• Exercise data:

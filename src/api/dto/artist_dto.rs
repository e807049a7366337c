//! Artist DTOs for create, edit, list, search, and detail.

use chrono::NaiveDateTime;
use serde::{Deserialize, Serialize};
use utoipa::ToSchema;

use crate::domain::catalog;
use crate::domain::{Artist, ArtistDraft, ArtistId, ArtistSummary, ShowDetail, VenueId};
use crate::error::FyyurError;
use crate::service::ArtistDetail;

/// Request body for `POST /artists` and `PUT /artists/{id}`.
#[derive(Debug, Clone, Default, Deserialize, ToSchema)]
pub struct ArtistRequest {
    /// Artist name (required).
    #[serde(default)]
    pub name: String,
    /// Home city (required).
    #[serde(default)]
    pub city: String,
    /// Two-letter state code (required).
    #[serde(default)]
    pub state: String,
    /// Contact phone.
    #[serde(default)]
    pub phone: Option<String>,
    /// At least one genre from `GET /config/genres`.
    #[serde(default)]
    pub genres: Vec<String>,
    /// Picture URL.
    #[serde(default)]
    pub image_link: Option<String>,
    /// Facebook page URL.
    #[serde(default)]
    pub facebook_link: Option<String>,
}

impl TryFrom<ArtistRequest> for ArtistDraft {
    type Error = FyyurError;

    fn try_from(req: ArtistRequest) -> Result<Self, Self::Error> {
        Ok(Self {
            name: catalog::required("name", &req.name)?,
            city: catalog::required("city", &req.city)?,
            state: catalog::state(&req.state)?,
            phone: catalog::optional(req.phone),
            genres: catalog::genres(req.genres)?,
            image_link: catalog::optional_link("image_link", req.image_link)?,
            facebook_link: catalog::optional_link("facebook_link", req.facebook_link)?,
        })
    }
}

/// Entry in `GET /artists`.
#[derive(Debug, Clone, Serialize, ToSchema)]
pub struct ArtistListItem {
    /// Artist identifier.
    pub id: ArtistId,
    /// Artist name.
    pub name: String,
}

impl From<Artist> for ArtistListItem {
    fn from(artist: Artist) -> Self {
        Self {
            id: artist.id,
            name: artist.name,
        }
    }
}

/// A show on an artist page, joined with its venue.
#[derive(Debug, Clone, Serialize, ToSchema)]
pub struct ArtistShowDto {
    /// Hosting venue.
    pub venue_id: VenueId,
    /// Hosting venue name.
    pub venue_name: String,
    /// Hosting venue picture.
    pub venue_image_link: Option<String>,
    /// Show start.
    pub start_time: NaiveDateTime,
}

impl From<ShowDetail> for ArtistShowDto {
    fn from(detail: ShowDetail) -> Self {
        Self {
            venue_id: VenueId::new(detail.counterpart_id),
            venue_name: detail.counterpart_name,
            venue_image_link: detail.counterpart_image_link,
            start_time: detail.start_time,
        }
    }
}

/// Response body for `GET /artists/{id}`.
#[derive(Debug, Serialize, ToSchema)]
pub struct ArtistDetailResponse {
    /// The artist record.
    #[serde(flatten)]
    pub artist: Artist,
    /// Shows that already started, in store order.
    pub past_shows: Vec<ArtistShowDto>,
    /// Shows starting now or later, in store order.
    pub upcoming_shows: Vec<ArtistShowDto>,
    /// Length of `past_shows`.
    pub past_shows_count: usize,
    /// Length of `upcoming_shows`.
    pub upcoming_shows_count: usize,
}

impl From<ArtistDetail> for ArtistDetailResponse {
    fn from(detail: ArtistDetail) -> Self {
        let past = detail.shows.past;
        let upcoming = detail.shows.upcoming;
        Self {
            artist: detail.artist,
            past_shows_count: past.len(),
            upcoming_shows_count: upcoming.len(),
            past_shows: past.into_iter().map(Into::into).collect(),
            upcoming_shows: upcoming.into_iter().map(Into::into).collect(),
        }
    }
}

/// Response body for `POST /artists/search`.
#[derive(Debug, Serialize, ToSchema)]
pub struct ArtistSearchResponse {
    /// Term echoed from the request.
    pub search_term: String,
    /// Number of matches; always the length of `data`.
    pub count: usize,
    /// Matching artists.
    pub data: Vec<ArtistSummary>,
}

impl ArtistSearchResponse {
    /// Wraps search results, deriving `count` from the list.
    #[must_use]
    pub fn new(search_term: String, data: Vec<ArtistSummary>) -> Self {
        Self {
            search_term,
            count: data.len(),
            data,
        }
    }
}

• What the task requires:
Show the lines above that include "domain".

• Solution to the exercise:
use crate::domain::catalog;
use crate::domain::{Artist, ArtistDraft, ArtistId, ArtistSummary, ShowDetail, VenueId};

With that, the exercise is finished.